Every line in the data below that has the word "code" should be returned.

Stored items
######
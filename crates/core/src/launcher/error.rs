//! Error types for the launcher module.

use serde::{Deserialize, Serialize};
use std::path::Path;
use thiserror::Error;

/// Ways a single job can fail. Each is terminal for its size class only.
#[derive(Debug, Clone, PartialEq, Eq, Error, Serialize, Deserialize)]
#[serde(tag = "kind", rename_all = "snake_case")]
pub enum JobError {
    /// The external process could not be started.
    #[error("failed to launch {program}: {reason}")]
    Launch { program: String, reason: String },

    /// The process ran and exited with a non-zero code.
    #[error("exited with code {code}")]
    NonZeroExit { code: i32 },

    /// The process was terminated by a signal.
    #[error("terminated by signal")]
    Signaled,

    /// The process exceeded the configured wall clock limit and was killed.
    #[error("timed out after {timeout_ms} ms")]
    TimedOut { timeout_ms: u64 },

    /// Waiting on the process failed.
    #[error("failed to wait for process: {0}")]
    Wait(String),

    /// The task supervising the process died.
    #[error("job supervisor aborted: {0}")]
    Aborted(String),
}

impl JobError {
    /// Creates a launch error from a spawn failure.
    pub fn launch(program: &Path, err: std::io::Error) -> Self {
        Self::Launch {
            program: program.display().to_string(),
            reason: err.to_string(),
        }
    }
}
######
Task solution
    /// The process ran and exited with a non-zero code.
    #[error("exited with code {code}")]
    NonZeroExit { code: i32 },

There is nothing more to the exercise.